A home is not a house
Home sweet home
Monday 23 October 2017 6.30 - 8pm
Geological Society, Piccadilly, W1
£12, £6 concessions. Includes talk and drinks reception.
Join us to discuss how the concept of home and domesticity is becoming disconnected from the traditional understanding of a house.
Webster’s Dictionary defines the home as a place in which one's domestic affections are centred. This interpretation avoids any reference to the materiality of architecture or location. Thus, home is an ideological construct spurring from emotionally charged experiences. But what happens when the spaces where people live are temporary, ephemeral and disconnected from the traditional architectural understanding of a house?
At the end of 2015, there were 65.3 million displaced people in the world, rising to more than 100 million if those who are living in conditions allowing them to be categorised as homeless are included. For many a permanent home is a dream or a luxury, and this is changing the vision of what home is. For each individual, the home becomes constructed as a response to their personal political, environmental or social context.

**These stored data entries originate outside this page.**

//! Scenario and invariant tests (spec §8). No compiler is in scope, so each
//! test hand-assembles a [`Prototype`] from [`Instruction`] encodings rather
//! than compiling source text.
mod scenario_arith;
mod scenario_closure;
mod scenario_for_loop;
mod scenario_host_call;
mod scenario_return;
mod scenario_table;
mod table_invariants;

use std::rc::Rc;

use crate::lua_value::Value;
use crate::lua_vm::closure::{Closure, Prototype};

pub(crate) fn make_closure(
    instructions: Vec<u32>,
    constants: Vec<Value>,
    prototypes: Vec<Rc<Prototype>>,
    num_upvalues: u8,
    num_params: u8,
    max_stack_size: u8,
) -> Rc<Closure> {
    let prototype = Rc::new(Prototype {
        instructions,
        constants,
        prototypes,
        num_upvalues,
        num_params,
        is_vararg: false,
        max_stack_size,
    });
    Rc::new(Closure { prototype, upvalues: Vec::new() })
}
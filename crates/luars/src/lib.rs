// Loader and interpreter for precompiled Lua 5.1 bytecode chunks.

#[cfg(test)]
mod test;

pub mod chunk;
pub mod lua_value;
pub mod lua_vm;
pub mod stdlib;

pub use lua_value::{LuaTable, Value};
pub use lua_vm::{Closure, HostFunction, LuaError, LuaFullError, LuaResult, LuaVM};

use std::io::Read;

/// `Load(byte-reader) -> Closure | Error` (spec §6).
pub fn load<R: Read>(mut r: R) -> LuaResult<std::rc::Rc<lua_vm::closure::Prototype>> {
    chunk::load(&mut r)
}

/// Loads a chunk and renders its prototype tree as text without executing it
/// (spec SPEC_FULL §5, backs `src/bin/dump.rs`).
pub fn dump<R: Read>(mut r: R) -> LuaResult<String> {
    let proto = chunk::load(&mut r)?;
    let mut out = String::new();
    stdlib::dump::write_prototype(&mut out, &proto, 0);
    Ok(out)
}
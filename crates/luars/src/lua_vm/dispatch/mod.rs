//! Per-opcode semantics (spec §4.G), one module per component-share group.
mod arith;
mod control;
mod load;
mod loop_ops;
mod table_ops;

use crate::lua_vm::LuaResult;
use crate::lua_vm::lua_state::{Flow, LuaVM};
use crate::lua_vm::opcode::OpCode;

pub(crate) fn execute(vm: &mut LuaVM, opcode: OpCode, instr: u32) -> LuaResult<Flow> {
    use OpCode::*;
    match opcode {
        Move => load::exec_move(vm, instr),
        LoadK => load::exec_loadk(vm, instr),
        LoadBool => load::exec_loadbool(vm, instr),
        LoadNil => load::exec_loadnil(vm, instr),
        GetUpval => load::exec_getupval(vm, instr),
        SetUpval => load::exec_setupval(vm, instr),
        GetGlobal => load::exec_getglobal(vm, instr),
        SetGlobal => load::exec_setglobal(vm, instr),
        Vararg => load::exec_vararg(vm, instr),

        GetTable => table_ops::exec_gettable(vm, instr),
        SetTable => table_ops::exec_settable(vm, instr),
        NewTable => table_ops::exec_newtable(vm, instr),
        SelfOp => table_ops::exec_self(vm, instr),
        Len => table_ops::exec_len(vm, instr),
        SetList => table_ops::exec_setlist(vm, instr),

        Add => arith::exec_binop(vm, instr, arith::BinOp::Add),
        Sub => arith::exec_binop(vm, instr, arith::BinOp::Sub),
        Mul => arith::exec_binop(vm, instr, arith::BinOp::Mul),
        Div => arith::exec_binop(vm, instr, arith::BinOp::Div),
        Mod => arith::exec_binop(vm, instr, arith::BinOp::Mod),
        Pow => arith::exec_binop(vm, instr, arith::BinOp::Pow),
        Unm => arith::exec_unm(vm, instr),
        Not => arith::exec_not(vm, instr),
        Concat => arith::exec_concat(vm, instr),

        Jmp => control::exec_jmp(vm, instr),
        Eq => control::exec_eq(vm, instr),
        Lt => control::exec_lt(vm, instr),
        Le => control::exec_le(vm, instr),
        Test => control::exec_test(vm, instr),
        TestSet => control::exec_testset(vm, instr),
        Call => control::exec_call(vm, instr),
        TailCall => control::exec_tailcall(vm, instr),
        Return => control::exec_return(vm, instr),
        Close => control::exec_close(vm, instr),
        Closure => control::exec_closure(vm, instr),

        ForPrep => loop_ops::exec_forprep(vm, instr),
        ForLoop => loop_ops::exec_forloop(vm, instr),
        TForLoop => loop_ops::exec_tforloop(vm, instr),
    }
}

In this debate, we will unravel the concept of home from the physical architecture represented by the house. How has the meaning of home changed in today’s mobile society? What constitutes home for those who have had to forcedly abandon or voluntarily leave their houses? Are temporary structures an appropriate architectural response? And how is domesticity determined by temporality, sensory experience, personal affection, collective memory, and social networks?
Speakers:
Robert Mull – Head of the School of Architecture and Design at the University of Brighton; curator of multiple shows on the Calais Jungle
Mike Seal – Reader in Critical Pedagogy, Newman University, Birmingham; editor of Understanding and Responding to Homeless Experiences, Identities and Cultures
Helen Taylor – writer, researcher and lecturer on refugees and migration; author of Refugees and the Meaning of Home: Cypriot Narratives of Loss, Longing and Daily Life in London
Victor Buchli (chair) – Professor of Material Culture, UCL; author of An Archaeology of the Immaterial; editor of Home Cultures
£12, £6 concessions. Includes talk and drinks reception.